Houston Methodist. Leading Medicine

Foot FAQ


My 55-year old husband is a sports nut and hurt himself playing basketball. The doctor thinks he has a torn Achilles tendon. How do you know when to do surgery and when to let it heal on its own? The doctor is leaving the decision up to us.


Management of Achilles ruptures has become more complex now that older adults want to remain active in recreational sports. Return to play may require a different approach than just going back to daily activities.

If the two ends of the tendon can be brought back together when the foot is pointed downward slightly, then casting in this position may be all that's needed. Sometimes ultrasound is used to make sure the gap can be reduced.

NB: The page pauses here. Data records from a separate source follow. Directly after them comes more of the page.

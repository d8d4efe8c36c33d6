//! Class declarations fed to the registry.

use kiln_core::{ClassHandle, ClassSource, QualifiedName, Visibility};

/// A property as declared, before the registry assigns its owner.
#[derive(Debug, Clone, PartialEq, Eq)]
pub struct PropertyDecl {
    pub name: String,
    pub is_static: bool,
    pub visibility: Visibility,
}

/// Builder describing a class to register.
///
/// # Example
///
/// ```
/// use kiln_registry::ClassDecl;
/// use kiln_core::Visibility;
///
/// let decl = ClassDecl::user("App\\Counter")
///     .extends("App\\Base")
///     .static_property("count", Visibility::Public)
///     .property("label", Visibility::Protected);
/// assert_eq!(decl.properties().len(), 2);
/// ```
#[derive(Debug, Clone, PartialEq, Eq)]
pub struct ClassDecl {
    pub(crate) name: QualifiedName,
    pub(crate) source: ClassSource,
    pub(crate) handle: ClassHandle,
    pub(crate) extends: Option<QualifiedName>,
    pub(crate) properties: Vec<PropertyDecl>,
}

impl ClassDecl {
    /// Declare a class from the sources being compiled.
    ///
    /// Its runtime handle is derived from the qualified name.
    pub fn user(name: &str) -> Self {
        let name = QualifiedName::from_qualified_string(name);
        let handle = ClassHandle::for_user_class(&name);
        Self {
            name,
            source: ClassSource::User,
            handle,
            extends: None,
            properties: Vec::new(),
        }
    }

    /// Declare a class provided by the host runtime with an explicit handle.
    pub fn internal(name: &str, handle: impl Into<String>) -> Self {
        Self {
            name: QualifiedName::from_qualified_string(name),
            source: ClassSource::Internal,
            handle: ClassHandle::new(handle),
            extends: None,
            properties: Vec::new(),
        }
    }

    /// Set the parent class by fully qualified name.
    pub fn extends(mut self, parent: &str) -> Self {
        self.extends = Some(QualifiedName::from_qualified_string(parent));
        self
    }

    /// Add a static property.
    pub fn static_property(self, name: impl Into<String>, visibility: Visibility) -> Self {
        self.with_property(name, true, visibility)
    }

    /// Add an instance property.
    pub fn property(self, name: impl Into<String>, visibility: Visibility) -> Self {
        self.with_property(name, false, visibility)
    }

    fn with_property(
        mut self,
        name: impl Into<String>,
        is_static: bool,
        visibility: Visibility,
    ) -> Self {
        self.properties.push(PropertyDecl {
            name: name.into(),
            is_static,
            visibility,
        });
        self
    }

    pub fn name(&self) -> &QualifiedName {
        &self.name
    }

    pub fn properties(&self) -> &[PropertyDecl] {
        &self.properties
    }
}
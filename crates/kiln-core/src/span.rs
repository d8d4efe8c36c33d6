//! Source location tracking for error reporting.
//!
//! Provides [`Span`] to track which statement a diagnostic refers to.

use std::fmt;

/// A span of source code, represented by its starting position.
#[derive(Clone, Copy, PartialEq, Eq, Hash, Default)]
pub struct Span {
    /// Line number (1-indexed).
    pub line: u32,
    /// Column number (1-indexed, byte-based).
    pub col: u32,
    /// Length in bytes.
    pub len: u32,
}

impl Span {
    /// Create a new span from a line, column, and length.
    #[inline]
    pub fn new(line: u32, col: u32, len: u32) -> Self {
        Self { line, col, len }
    }

    /// Create a zero-length span at a position.
    #[inline]
    pub fn point(line: u32, col: u32) -> Self {
        Self { line, col, len: 0 }
    }

    /// Whether this span is empty (zero length).
    #[inline]
    pub fn is_empty(&self) -> bool {
        self.len == 0
    }

    /// The length of this span in bytes.
    #[inline]
    pub fn len(&self) -> u32 {
        self.len
    }
}

impl fmt::Debug for Span {
    fn fmt(&self, f: &mut fmt::Formatter<'_>) -> fmt::Result {
        write!(f, "{}:{}", self.line, self.col)
    }
}

impl fmt::Display for Span {
    fn fmt(&self, f: &mut fmt::Formatter<'_>) -> fmt::Result {
        write!(f, "{}:{}", self.line, self.col)
    }
}
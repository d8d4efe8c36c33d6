//! Statement compilation.
//!
//! A `let` statement carries one or more assignments. Each is routed by its
//! target; static property targets go to [`static_property`].

pub mod static_property;

use kiln_core::{CompilationError, CompiledExpression, Span};

use crate::context::CompilationContext;
use crate::resolve::ClassRef;

type Result<T> = std::result::Result<T, CompilationError>;

/// Left-hand side of an assignment.
#[derive(Debug, Clone, PartialEq, Eq)]
pub enum AssignTarget {
    /// `Class::$property`, with the class part as written.
    StaticProperty { class: String, property: String },
    /// `$name`
    Variable { name: String },
    /// `$object->name`
    Property { object: String, name: String },
    /// `$variable[...]`
    ArrayIndex { variable: String },
}

impl AssignTarget {
    pub fn static_property(class: impl Into<String>, property: impl Into<String>) -> Self {
        AssignTarget::StaticProperty {
            class: class.into(),
            property: property.into(),
        }
    }

    fn describe(&self) -> &'static str {
        match self {
            AssignTarget::StaticProperty { .. } => "static property",
            AssignTarget::Variable { .. } => "variable",
            AssignTarget::Property { .. } => "property",
            AssignTarget::ArrayIndex { .. } => "array index",
        }
    }
}

/// One `target = expr` with its already compiled right-hand side.
#[derive(Debug, Clone, PartialEq, Eq)]
pub struct Assignment {
    pub target: AssignTarget,
    pub expr: CompiledExpression,
    pub span: Span,
}

impl Assignment {
    pub fn new(target: AssignTarget, expr: CompiledExpression, span: Span) -> Self {
        Self { target, expr, span }
    }
}

/// `let a = x, b = y;`
#[derive(Debug, Clone, PartialEq, Eq, Default)]
pub struct LetStatement {
    pub assignments: Vec<Assignment>,
    pub span: Span,
}

impl LetStatement {
    pub fn new(span: Span) -> Self {
        Self {
            assignments: Vec::new(),
            span,
        }
    }

    pub fn assign(mut self, assignment: Assignment) -> Self {
        self.assignments.push(assignment);
        self
    }
}

/// Compiles statements into a [`CompilationContext`].
pub struct StmtCompiler<'c, 'a> {
    ctx: &'c mut CompilationContext<'a>,
}

impl<'c, 'a> StmtCompiler<'c, 'a> {
    pub fn new(ctx: &'c mut CompilationContext<'a>) -> Self {
        Self { ctx }
    }

    pub fn context(&self) -> &CompilationContext<'a> {
        self.ctx
    }

    /// Compile every assignment of a `let`, in order.
    ///
    /// Stops at the first failing assignment; earlier ones stay emitted.
    pub fn compile_let(&mut self, stmt: &LetStatement) -> Result<()> {
        for assignment in &stmt.assignments {
            self.compile_assignment(assignment)?;
        }
        Ok(())
    }

    fn compile_assignment(&mut self, assignment: &Assignment) -> Result<()> {
        match &assignment.target {
            AssignTarget::StaticProperty { class, property } => static_property::assign(
                self.ctx,
                ClassRef::parse(class),
                property,
                &assignment.expr,
                assignment.span,
            ),
            other => Err(CompilationError::InvalidOperation {
                message: format!("assignment to a {} is not supported", other.describe()),
                span: assignment.span,
            }),
        }
    }

    /// Compile a loop body.
    ///
    /// The loop is exited again even when `body` fails.
    pub fn with_loop<T>(&mut self, body: impl FnOnce(&mut Self) -> Result<T>) -> Result<T> {
        self.ctx.enter_loop();
        let result = body(self);
        self.ctx.exit_loop();
        result
    }
}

Surgery is advised if the surgeon suspects the gap cannot be closed. The rate of re-rupture is higher in patients with more severe tears who treat it nonoperatively. The tendon is also weaker if treated without surgery to repair it.

More surgeons advise active adults in good health with good blood supply to have the surgery. It will increase the chances of returning to previous levels of sports activity. It also reduces the risk of re-rupture. Once healing has occurred, patients are advised to gently stretch the tendon daily to prevent reinjury. Waqqar Khan-Farooqi, MD, and Robert B. Anderson, MD. Achilles Tendon Evaluation and Repair. In The Journal of Musculoskeletal Medicine. May 2006. Vol. 23. No. 5. Pp. 347-358.

*Disclaimer:* The information contained herein is compiled from a variety of sources. It may not be complete or timely. It does not cover all diseases, physical conditions, ailments or treatments. The information should NOT be used in place of visit with your healthcare provider, nor should you disregard the advice of your health care provider because of any information you read in this topic.